# Overview of sugar content of menu items at various restaurants

This project fundamentally relies on data from the [Nutritionix API](http://www.nutritionix.com/api). I am very grateful for the use of their data.

In [1]:
import requests
import json
import os
import minimum_sugar

# Load credential data from file
with open("credentials.json", "r") as f:
    credentials = json.load(f)
    
# Load menu data from file
with open("menu_data.json", "r") as f:
    menu_data = json.load(f)

## Restaurant IDs
Nutritionix identifies restaurants by a unique number, but from what I can tell they do not list those numbers. The code in this section creates a mapping between the names of restaurants I frequent and Nutritionix's restaurant ID.

In [2]:
restaurant_names = ["McDonalds",
                    "Wendy's",
                    "Taco Bell",
                    "Qdoba",
                    "Chipotle",
                    "Five Guys",]
                    #"Costco",]

restaurant_ids = [minimum_sugar.fetch_restaurant_id(name, credentials) for name in restaurant_names]

In [3]:
# Save the data to a file for reading at a later date.
# with open("restaurant_ids.json", "w") as f:
#     f.write(json.dumps(restaurant_ids, indent=4, separators=(',', ': ')))

## Restaurant menus
Download restaurant menu nutrition data.

In [4]:
# Fetch menu data and add to each dict in `restaurant_ids`
# for restaurant in restaurant_ids:
#     restaurant["menu"] = minimum_sugar.fetch_menu_item_data(restaurant["id"], credentials)

In [10]:
# Could do some list comprehension here, but I think it code readability would suffer.
menu_data = []
for restaurant in restaurant_ids:
    menu_data.extend(minimum_sugar.fetch_menu_item_data(restaurant["id"], credentials))

In [20]:
# Write the data to a file for future analysis
# with open("menu_data.json", "w") as f:
#     f.write(json.dumps(menu_data, indent=4, separators=(',', ': ')))
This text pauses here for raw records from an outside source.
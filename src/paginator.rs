//! Color catalog pagination.
//!
//! Lays a catalog of named colors out on a fixed grid of cells, page after
//! page. Entries are ordered by descending [`SortKey`] and fill each page
//! row-major before the next page is started. Every cell carries three
//! drawing directives: the filled swatch, then its lower-cased name twice,
//! first in white and then one line lower in black, so that one of the two
//! labels stays readable on any background.
//!
//! Coordinates use a top-left origin with y growing downward.

use crate::catalog::ColorEntry;
use std::cmp::Reverse;
use tracing::debug;

/// Errors that can occur during pagination.
#[derive(Debug, thiserror::Error)]
pub enum PaginateError {
    #[error("Color catalog is empty")]
    EmptyCatalog,

    #[error("Invalid grid layout: {columns} columns x {rows} rows")]
    InvalidLayout { columns: u32, rows: u32 },
}

/// An axis-aligned rectangle.
#[derive(Debug, Clone, Copy, PartialEq)]
pub struct Rect {
    pub x0: f32,
    pub y0: f32,
    pub x1: f32,
    pub y1: f32,
}

impl Rect {
    pub fn new(x0: f32, y0: f32, x1: f32, y1: f32) -> Self {
        Rect { x0, y0, x1, y1 }
    }

    pub fn width(&self) -> f32 {
        self.x1 - self.x0
    }

    pub fn height(&self) -> f32 {
        self.y1 - self.y0
    }

    /// Returns true if the interiors of both rectangles overlap.
    pub fn intersects(&self, other: &Rect) -> bool {
        self.x0 < other.x1 && other.x0 < self.x1 && self.y0 < other.y1 && other.y0 < self.y1
    }
}

#[derive(Debug, Clone, Copy, PartialEq)]
pub struct Point {
    pub x: f32,
    pub y: f32,
}

impl Point {
    pub fn new(x: f32, y: f32) -> Self {
        Point { x, y }
    }
}

/// An RGB color with channels normalized to `0.0..=1.0`.
#[derive(Debug, Clone, Copy, PartialEq)]
pub struct RgbColor {
    pub r: f32,
    pub g: f32,
    pub b: f32,
}

impl RgbColor {
    pub const WHITE: RgbColor = RgbColor {
        r: 1.0,
        g: 1.0,
        b: 1.0,
    };

    pub const BLACK: RgbColor = RgbColor {
        r: 0.0,
        g: 0.0,
        b: 0.0,
    };

    pub fn new(r: f32, g: f32, b: f32) -> Self {
        RgbColor { r, g, b }
    }

    /// Converts 8-bit channels by dividing each by 255.
    pub fn from_rgb8(r: u8, g: u8, b: u8) -> Self {
        RgbColor {
            r: r as f32 / 255.0,
            g: g as f32 / 255.0,
            b: b as f32 / 255.0,
        }
    }
}

impl From<&ColorEntry> for RgbColor {
    fn from(entry: &ColorEntry) -> Self {
        RgbColor::from_rgb8(entry.r, entry.g, entry.b)
    }
}

/// Ordering key of a catalog entry: the channels zero-padded to three
/// digits and concatenated, e.g. `"001002003"` for (1, 2, 3).
#[derive(Debug, Clone, PartialEq, Eq, PartialOrd, Ord, Hash)]
pub struct SortKey(String);

impl SortKey {
    pub fn of(entry: &ColorEntry) -> Self {
        SortKey(format!("{:03}{:03}{:03}", entry.r, entry.g, entry.b))
    }

    pub fn as_str(&self) -> &str {
        &self.0
    }
}

/// A single drawing instruction for the document sink.
#[derive(Debug, Clone, PartialEq)]
pub enum Directive {
    /// Rectangle filled and stroked with the same color.
    DrawRect { rect: Rect, color: RgbColor },
    /// Text whose baseline starts at `origin`.
    InsertText {
        origin: Point,
        text: String,
        font_size: f32,
        color: RgbColor,
    },
}

/// One grid slot holding exactly one catalog entry.
#[derive(Debug, Clone, PartialEq)]
pub struct Cell {
    pub page_index: usize,
    pub rect: Rect,
    pub entry: ColorEntry,
    pub directives: [Directive; 3],
}

/// A fixed-size page holding up to `columns * rows` cells.
#[derive(Debug, Clone, PartialEq)]
pub struct Page {
    pub index: usize,
    pub width: f32,
    pub height: f32,
    pub cells: Vec<Cell>,
}

impl Page {
    /// Iterates over all directives of the page in drawing order.
    pub fn directives(&self) -> impl Iterator<Item = &Directive> {
        self.cells.iter().flat_map(|cell| cell.directives.iter())
    }
}

/// Page and grid geometry.
#[derive(Debug, Clone, Copy, PartialEq)]
pub struct GridLayout {
    pub page_width: f32,
    pub page_height: f32,
    pub columns: u32,
    pub rows: u32,
    pub font_size: f32,
    /// Label baseline offset from the cell top, as a fraction of cell height.
    pub label_offset: f32,
    /// Line height as a multiple of the font size.
    pub line_spacing: f32,
}

impl Default for GridLayout {
    fn default() -> Self {
        GridLayout {
            page_width: 800.0,
            page_height: 600.0,
            columns: 10,
            rows: 10,
            font_size: 8.0,
            label_offset: 0.3,
            line_spacing: 1.2,
        }
    }
}

impl GridLayout {
    pub fn cell_width(&self) -> f32 {
        self.page_width / self.columns as f32
    }

    pub fn cell_height(&self) -> f32 {
        self.page_height / self.rows as f32
    }

    pub fn cells_per_page(&self) -> usize {
        (self.columns * self.rows) as usize
    }

    /// Returns the rectangle of the slot at `slot` (0-based, row-major).
    pub fn cell_rect(&self, slot: usize) -> Rect {
        let columns = self.columns as usize;
        let row = slot / columns;
        let col = slot % columns;
        let (w, h) = (self.cell_width(), self.cell_height());
        let x0 = col as f32 * w;
        let y0 = row as f32 * h;
        Rect::new(x0, y0, x0 + w, y0 + h)
    }

    fn cell_directives(&self, rect: Rect, entry: &ColorEntry) -> [Directive; 3] {
        let label = entry.name.to_lowercase();
        let white_origin = Point::new(rect.x0, rect.y0 + self.cell_height() * self.label_offset);
        let black_origin = Point::new(
            white_origin.x,
            white_origin.y + self.font_size * self.line_spacing,
        );

        [
            Directive::DrawRect {
                rect,
                color: RgbColor::from(entry),
            },
            Directive::InsertText {
                origin: white_origin,
                text: label.clone(),
                font_size: self.font_size,
                color: RgbColor::WHITE,
            },
            Directive::InsertText {
                origin: black_origin,
                text: label,
                font_size: self.font_size,
                color: RgbColor::BLACK,
            },
        ]
    }
}

/// Sorts and lays out color catalogs.
#[derive(Debug, Clone, Default)]
pub struct Paginator {
    layout: GridLayout,
}

impl Paginator {
    /// Creates a new Paginator with the default 800x600, 10x10 layout.
    pub fn new() -> Self {
        Self::default()
    }

    /// Creates a new Paginator with a custom layout.
    pub fn with_layout(layout: GridLayout) -> Result<Self, PaginateError> {
        if layout.columns == 0 || layout.rows == 0 {
            return Err(PaginateError::InvalidLayout {
                columns: layout.columns,
                rows: layout.rows,
            });
        }
        Ok(Paginator { layout })
    }

    pub fn layout(&self) -> &GridLayout {
        &self.layout
    }

    /// Lays the catalog out into pages.
    pub fn paginate(&self, catalog: &[ColorEntry]) -> Result<Vec<Page>, PaginateError> {
        if catalog.is_empty() {
            return Err(PaginateError::EmptyCatalog);
        }

        let sorted = sort_catalog(catalog);
        let per_page = self.layout.cells_per_page();
        let mut pages: Vec<Page> = Vec::with_capacity(sorted.len().div_ceil(per_page));

        for (index, chunk) in sorted.chunks(per_page).enumerate() {
            let cells = chunk
                .iter()
                .enumerate()
                .map(|(slot, entry)| {
                    let rect = self.layout.cell_rect(slot);
                    Cell {
                        page_index: index,
                        rect,
                        entry: entry.clone(),
                        directives: self.layout.cell_directives(rect, entry),
                    }
                })
                .collect::<Vec<_>>();

            debug!(page = index, cells = cells.len(), "page laid out");
            pages.push(Page {
                index,
                width: self.layout.page_width,
                height: self.layout.page_height,
                cells,
            });
        }

        debug!(
            entries = catalog.len(),
            pages = pages.len(),
            "catalog paginated"
        );
        Ok(pages)
    }
}

/// Returns a copy of the catalog in descending [`SortKey`] order.
/// Entries with equal keys keep their input order.
pub fn sort_catalog(catalog: &[ColorEntry]) -> Vec<ColorEntry> {
    let mut sorted = catalog.to_vec();
    sorted.sort_by_cached_key(|entry| Reverse(SortKey::of(entry)));
    sorted
}

/// Lays the catalog out with the default layout.
pub fn paginate(catalog: &[ColorEntry]) -> Result<Vec<Page>, PaginateError> {
    Paginator::new().paginate(catalog)
}
//! Embedded file export.
//!
//! Files attached at document level live in the `EmbeddedFiles` name tree
//! under the catalog's `Names` dictionary. Each leaf maps a name to a file
//! specification whose `EF` dictionary points at the embedded stream.

use lopdf::{Dictionary, Document, Object};
use std::fs;
use std::io;
use std::path::Path;
use tracing::{debug, info};

/// Nesting limit for name tree `Kids`.
const MAX_TREE_DEPTH: usize = 32;

/// Errors that can occur while exporting embedded files.
#[derive(Debug, thiserror::Error)]
pub enum EmbeddedError {
    #[error("IO error: {0}")]
    Io(#[from] io::Error),

    #[error("PDF parse error: {0}")]
    Parse(#[from] lopdf::Error),

    #[error("No embedded file named {0:?}")]
    NotFound(String),

    #[error("Embedded file {0:?} has no file stream")]
    MissingStream(String),
}

/// An embedded file with its decoded content.
#[derive(Debug, Clone, PartialEq)]
pub struct EmbeddedFile {
    /// Key in the name tree.
    pub name: String,
    /// File name from the file specification, if present.
    pub filename: Option<String>,
    pub data: Vec<u8>,
}

/// Decodes a PDF text string (UTF-16BE with BOM, otherwise bytes as-is).
fn decode_text(bytes: &[u8]) -> String {
    if let Some(rest) = bytes.strip_prefix(&[0xFE, 0xFF]) {
        let units: Vec<u16> = rest
            .chunks_exact(2)
            .map(|pair| u16::from_be_bytes([pair[0], pair[1]]))
            .collect();
        return String::from_utf16_lossy(&units);
    }
    String::from_utf8_lossy(bytes).into_owned()
}

fn resolve<'a>(doc: &'a Document, object: &'a Object) -> Result<&'a Object, lopdf::Error> {
    doc.dereference(object).map(|(_, resolved)| resolved)
}

fn resolve_dict<'a>(doc: &'a Document, object: &'a Object) -> Result<&'a Dictionary, lopdf::Error> {
    resolve(doc, object)?.as_dict()
}

/// Collects `(name, file spec)` leaves of a name tree node.
fn collect_leaves<'a>(
    doc: &'a Document,
    node: &'a Dictionary,
    depth: usize,
    leaves: &mut Vec<(String, &'a Object)>,
) -> Result<(), lopdf::Error> {
    if depth > MAX_TREE_DEPTH {
        debug!(depth, "name tree too deep, stopping");
        return Ok(());
    }

    if let Ok(names) = node.get(b"Names") {
        let names = resolve(doc, names)?.as_array()?;
        for pair in names.chunks_exact(2) {
            let key = resolve(doc, &pair[0])?.as_str()?;
            leaves.push((decode_text(key), &pair[1]));
        }
    }

    if let Ok(kids) = node.get(b"Kids") {
        for kid in resolve(doc, kids)?.as_array()? {
            collect_leaves(doc, resolve_dict(doc, kid)?, depth + 1, leaves)?;
        }
    }

    Ok(())
}

fn embedded_leaves(doc: &Document) -> Result<Vec<(String, &Object)>, lopdf::Error> {
    let mut leaves = Vec::new();

    let catalog = doc.catalog()?;
    let Ok(names) = catalog.get(b"Names") else {
        return Ok(leaves);
    };
    let Ok(tree) = resolve_dict(doc, names)?.get(b"EmbeddedFiles") else {
        return Ok(leaves);
    };

    collect_leaves(doc, resolve_dict(doc, tree)?, 0, &mut leaves)?;
    Ok(leaves)
}

fn read_file_spec(doc: &Document, name: &str, spec: &Object) -> Result<EmbeddedFile, EmbeddedError> {
    let spec = resolve_dict(doc, spec)?;

    let filename = [b"UF".as_slice(), b"F".as_slice()]
        .iter()
        .find_map(|key| spec.get(key).ok())
        .and_then(|value| resolve(doc, value).ok())
        .and_then(|value| value.as_str().ok())
        .map(decode_text);

    let ef = spec
        .get(b"EF")
        .map_err(|_| EmbeddedError::MissingStream(name.to_string()))?;
    let ef = resolve_dict(doc, ef)?;
    let stream_ref = ef
        .get(b"F")
        .or_else(|_| ef.get(b"UF"))
        .map_err(|_| EmbeddedError::MissingStream(name.to_string()))?;
    let stream = resolve(doc, stream_ref)?.as_stream()?;

    let data = if stream.dict.has(b"Filter") {
        stream.decompressed_content()?
    } else {
        stream.content.clone()
    };

    Ok(EmbeddedFile {
        name: name.to_string(),
        filename,
        data,
    })
}

/// Lists the names of all embedded files, in name tree order.
pub fn list_embedded_files(pdf: &[u8]) -> Result<Vec<String>, EmbeddedError> {
    let doc = Document::load_mem(pdf)?;
    let names = embedded_leaves(&doc)?
        .into_iter()
        .map(|(name, _)| name)
        .collect();
    Ok(names)
}

/// Extracts the embedded file registered under `name`.
pub fn extract_embedded_file(pdf: &[u8], name: &str) -> Result<EmbeddedFile, EmbeddedError> {
    let doc = Document::load_mem(pdf)?;
    let leaves = embedded_leaves(&doc)?;
    debug!(count = leaves.len(), "embedded files found");

    let (_, spec) = leaves
        .into_iter()
        .find(|(key, _)| key == name)
        .ok_or_else(|| EmbeddedError::NotFound(name.to_string()))?;

    read_file_spec(&doc, name, spec)
}

/// Extracts the embedded file `name` from the PDF at `input` into `output`.
/// Returns the number of bytes written.
pub fn export_embedded_file(input: &Path, name: &str, output: &Path) -> Result<usize, EmbeddedError> {
    let pdf = fs::read(input)?;
    let file = extract_embedded_file(&pdf, name)?;
    fs::write(output, &file.data)?;
    info!(
        name,
        output = %output.display(),
        bytes = file.data.len(),
        "embedded file exported"
    );
    Ok(file.data.len())
}
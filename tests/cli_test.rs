//! Integration tests for the colordb-pdf CLI binary.

use std::fs;
use std::path::PathBuf;
use std::process::Command;
use tempfile::TempDir;

/// Get the path to the compiled binary
fn get_binary_path() -> PathBuf {
    PathBuf::from(env!("CARGO_BIN_EXE_colordb-pdf"))
}

#[test]
fn test_cli_help() {
    let output = Command::new(get_binary_path())
        .arg("--help")
        .output()
        .expect("Failed to run binary");

    assert!(output.status.success());
    let stdout = String::from_utf8_lossy(&output.stdout);
    assert!(stdout.contains("catalog"));
    assert!(stdout.contains("embedded-export"));
    assert!(stdout.contains("pdf2text"));
}

#[test]
fn test_cli_version() {
    let output = Command::new(get_binary_path())
        .arg("--version")
        .output()
        .expect("Failed to run binary");

    assert!(output.status.success());
    let stdout = String::from_utf8_lossy(&output.stdout);
    assert!(stdout.contains("colordb-pdf"));
}

#[test]
fn test_cli_catalog_writes_pdf() {
    let temp_dir = TempDir::new().unwrap();
    let output_path = temp_dir.path().join("colors.pdf");

    let output = Command::new(get_binary_path())
        .arg("catalog")
        .arg("--output")
        .arg(&output_path)
        .arg("--author")
        .arg("Test Author")
        .output()
        .expect("Failed to run binary");

    assert!(output.status.success());
    let pdf = fs::read(&output_path).unwrap();
    assert!(pdf.starts_with(b"%PDF-"));

    let doc = lopdf::Document::load_mem(&pdf).unwrap();
    let colors = colordb_pdf::builtin_catalog().len();
    assert_eq!(doc.get_pages().len(), colors.div_ceil(100));
}

#[test]
fn test_cli_catalog_save_options() {
    let temp_dir = TempDir::new().unwrap();
    let compact = temp_dir.path().join("compact.pdf");
    let plain = temp_dir.path().join("plain.pdf");

    let output = Command::new(get_binary_path())
        .args(["catalog", "--output"])
        .arg(&compact)
        .output()
        .expect("Failed to run binary");
    assert!(output.status.success());

    let output = Command::new(get_binary_path())
        .args(["catalog", "--garbage", "0", "--no-deflate", "--no-clean", "--output"])
        .arg(&plain)
        .output()
        .expect("Failed to run binary");
    assert!(output.status.success());

    let pages = colordb_pdf::builtin_catalog().len().div_ceil(100);
    for path in [&compact, &plain] {
        let doc = lopdf::Document::load_mem(&fs::read(path).unwrap()).unwrap();
        assert_eq!(doc.get_pages().len(), pages, "{}", path.display());
    }
}

#[test]
fn test_cli_catalog_rejects_bad_garbage_level() {
    let output = Command::new(get_binary_path())
        .args(["catalog", "--garbage", "many", "--dry-run"])
        .output()
        .expect("Failed to run binary");

    assert!(!output.status.success());
}

#[test]
fn test_cli_catalog_dry_run() {
    let temp_dir = TempDir::new().unwrap();
    let catalog = temp_dir.path().join("rgb.txt");
    fs::write(&catalog, "255 0 0 red\n0 255 0 green\n0 0 255 blue\n").unwrap();
    let output_path = temp_dir.path().join("unused.pdf");

    let output = Command::new(get_binary_path())
        .arg("catalog")
        .arg("--catalog")
        .arg(&catalog)
        .arg("--output")
        .arg(&output_path)
        .arg("--dry-run")
        .output()
        .expect("Failed to run binary");

    assert!(output.status.success());
    let stdout = String::from_utf8_lossy(&output.stdout);
    assert!(stdout.contains("3 colors, 1 pages, 10 drawing calls"));
    assert!(!output_path.exists());
}

#[test]
fn test_cli_catalog_empty_file_fails() {
    let temp_dir = TempDir::new().unwrap();
    let catalog = temp_dir.path().join("empty.txt");
    fs::write(&catalog, "# nothing here\n").unwrap();
    let output_path = temp_dir.path().join("empty.pdf");

    let output = Command::new(get_binary_path())
        .arg("catalog")
        .arg("--catalog")
        .arg(&catalog)
        .arg("--output")
        .arg(&output_path)
        .output()
        .expect("Failed to run binary");

    assert!(!output.status.success());
    let stderr = String::from_utf8_lossy(&output.stderr);
    assert!(stderr.contains("Color catalog is empty"));
    assert!(!output_path.exists());
}

#[test]
fn test_cli_missing_file() {
    let output = Command::new(get_binary_path())
        .arg("pdf2text")
        .arg("nonexistent-file.pdf")
        .output()
        .expect("Failed to run binary");

    // Should fail with exit code 1
    assert!(!output.status.success());
    let stderr = String::from_utf8_lossy(&output.stderr);
    assert!(stderr.contains("File not found"));
}

#[test]
fn test_cli_embedded_export_requires_output() {
    let temp_dir = TempDir::new().unwrap();
    let input = temp_dir.path().join("in.pdf");
    fs::write(&input, b"%PDF-1.7").unwrap();

    let output = Command::new(get_binary_path())
        .arg("embedded-export")
        .arg(&input)
        .arg("attachment.txt")
        .output()
        .expect("Failed to run binary");

    assert!(!output.status.success());
}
## Categorizing menu items
It turns out that the menu items of these various restaurants are not categoriezed according to any universal scheme (e.g. beverage, condiment, etc.). Moreover, some restaurants (like McDonald's) list beverages on their menu whereas others (e.g. Chipotle) do not. Beverages really skew the sugar content of the histogram, and the data I really wanted was simply the sugar content of the entree items.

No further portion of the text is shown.